--- Supplied data ---
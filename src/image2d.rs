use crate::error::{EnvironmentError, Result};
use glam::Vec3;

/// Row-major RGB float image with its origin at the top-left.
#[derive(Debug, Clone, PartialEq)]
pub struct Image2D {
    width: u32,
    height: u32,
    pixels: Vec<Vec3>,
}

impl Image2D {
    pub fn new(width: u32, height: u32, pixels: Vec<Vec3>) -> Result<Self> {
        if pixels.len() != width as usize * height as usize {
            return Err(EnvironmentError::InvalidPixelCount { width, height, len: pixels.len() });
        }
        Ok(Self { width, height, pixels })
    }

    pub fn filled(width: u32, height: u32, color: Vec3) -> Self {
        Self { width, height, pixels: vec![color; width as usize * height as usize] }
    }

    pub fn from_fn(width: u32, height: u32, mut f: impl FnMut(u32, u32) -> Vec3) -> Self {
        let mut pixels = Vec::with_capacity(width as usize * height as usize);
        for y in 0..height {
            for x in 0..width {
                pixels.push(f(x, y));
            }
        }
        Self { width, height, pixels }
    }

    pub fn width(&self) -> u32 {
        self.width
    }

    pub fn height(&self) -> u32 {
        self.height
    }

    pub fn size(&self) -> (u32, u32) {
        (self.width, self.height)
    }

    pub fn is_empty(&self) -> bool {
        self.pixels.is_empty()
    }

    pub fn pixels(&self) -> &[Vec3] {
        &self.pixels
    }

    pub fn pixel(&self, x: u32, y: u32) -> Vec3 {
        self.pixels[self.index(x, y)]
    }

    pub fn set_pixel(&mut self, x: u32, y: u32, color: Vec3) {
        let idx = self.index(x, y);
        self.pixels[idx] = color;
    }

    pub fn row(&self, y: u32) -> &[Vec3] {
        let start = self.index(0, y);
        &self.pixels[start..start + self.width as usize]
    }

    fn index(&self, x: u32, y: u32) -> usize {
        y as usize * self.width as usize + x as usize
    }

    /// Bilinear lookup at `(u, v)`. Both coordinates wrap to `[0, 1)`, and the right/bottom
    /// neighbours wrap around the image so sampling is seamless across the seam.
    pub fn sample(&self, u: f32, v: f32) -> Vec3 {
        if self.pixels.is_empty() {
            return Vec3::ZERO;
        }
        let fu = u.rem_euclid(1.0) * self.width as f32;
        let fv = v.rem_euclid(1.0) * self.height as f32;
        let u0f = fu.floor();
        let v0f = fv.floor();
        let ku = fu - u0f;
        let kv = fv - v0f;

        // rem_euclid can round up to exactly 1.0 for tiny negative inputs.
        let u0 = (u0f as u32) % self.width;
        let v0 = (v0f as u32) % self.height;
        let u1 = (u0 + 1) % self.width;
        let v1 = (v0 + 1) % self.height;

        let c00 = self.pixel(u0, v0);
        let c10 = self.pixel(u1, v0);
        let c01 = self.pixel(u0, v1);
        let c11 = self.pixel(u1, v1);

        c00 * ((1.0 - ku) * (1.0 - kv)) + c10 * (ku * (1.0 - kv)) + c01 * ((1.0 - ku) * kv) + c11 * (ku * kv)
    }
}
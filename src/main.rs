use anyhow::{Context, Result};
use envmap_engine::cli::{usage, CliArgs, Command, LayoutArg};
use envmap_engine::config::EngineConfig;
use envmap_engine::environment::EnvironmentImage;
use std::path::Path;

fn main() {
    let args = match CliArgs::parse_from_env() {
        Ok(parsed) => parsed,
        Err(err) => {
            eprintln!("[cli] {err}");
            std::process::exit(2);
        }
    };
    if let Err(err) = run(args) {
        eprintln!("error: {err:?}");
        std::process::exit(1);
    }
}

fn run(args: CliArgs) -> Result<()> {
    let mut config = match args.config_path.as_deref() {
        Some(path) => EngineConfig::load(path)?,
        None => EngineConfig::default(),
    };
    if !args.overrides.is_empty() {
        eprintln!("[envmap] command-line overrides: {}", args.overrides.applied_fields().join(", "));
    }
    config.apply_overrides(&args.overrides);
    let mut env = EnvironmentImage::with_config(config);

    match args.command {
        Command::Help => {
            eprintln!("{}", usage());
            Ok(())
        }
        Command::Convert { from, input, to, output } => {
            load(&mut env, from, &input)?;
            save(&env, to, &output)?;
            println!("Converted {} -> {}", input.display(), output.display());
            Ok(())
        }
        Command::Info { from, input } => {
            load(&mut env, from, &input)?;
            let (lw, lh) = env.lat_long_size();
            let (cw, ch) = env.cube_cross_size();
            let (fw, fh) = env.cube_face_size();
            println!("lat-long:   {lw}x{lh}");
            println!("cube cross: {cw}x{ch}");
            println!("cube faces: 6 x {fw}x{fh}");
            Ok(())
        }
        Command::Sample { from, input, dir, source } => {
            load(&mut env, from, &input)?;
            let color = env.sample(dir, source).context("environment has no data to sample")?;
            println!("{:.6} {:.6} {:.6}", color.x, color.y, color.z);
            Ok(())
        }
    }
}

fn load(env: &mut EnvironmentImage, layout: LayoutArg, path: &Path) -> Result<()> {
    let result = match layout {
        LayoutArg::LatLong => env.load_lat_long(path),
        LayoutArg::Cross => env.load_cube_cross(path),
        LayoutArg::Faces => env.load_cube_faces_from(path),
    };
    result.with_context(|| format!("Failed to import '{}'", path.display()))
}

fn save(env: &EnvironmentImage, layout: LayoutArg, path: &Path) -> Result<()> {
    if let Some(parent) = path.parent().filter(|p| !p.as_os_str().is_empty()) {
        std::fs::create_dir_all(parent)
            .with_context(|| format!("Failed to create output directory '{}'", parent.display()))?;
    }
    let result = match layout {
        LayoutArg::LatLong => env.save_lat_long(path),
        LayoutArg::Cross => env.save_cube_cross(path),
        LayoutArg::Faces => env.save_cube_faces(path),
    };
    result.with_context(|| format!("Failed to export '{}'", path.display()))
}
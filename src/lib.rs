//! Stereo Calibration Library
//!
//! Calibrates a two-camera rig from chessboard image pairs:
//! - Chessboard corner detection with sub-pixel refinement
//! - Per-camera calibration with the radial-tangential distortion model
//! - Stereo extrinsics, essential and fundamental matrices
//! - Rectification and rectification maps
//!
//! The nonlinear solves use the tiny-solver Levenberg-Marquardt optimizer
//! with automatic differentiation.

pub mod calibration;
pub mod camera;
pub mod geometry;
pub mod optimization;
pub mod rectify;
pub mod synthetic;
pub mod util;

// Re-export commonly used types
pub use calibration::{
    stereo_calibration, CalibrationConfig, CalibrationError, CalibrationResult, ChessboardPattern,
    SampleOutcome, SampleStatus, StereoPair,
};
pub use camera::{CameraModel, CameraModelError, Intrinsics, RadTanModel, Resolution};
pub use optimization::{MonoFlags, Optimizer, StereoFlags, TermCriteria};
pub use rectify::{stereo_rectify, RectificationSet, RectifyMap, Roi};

--- Problem requirements ---
Above are the records; copy every line in them that holds the word "return".

--- Task solution ---
            return Err(EnvironmentError::InvalidPixelCount { width, height, len: pixels.len() });
            return Vec3::ZERO;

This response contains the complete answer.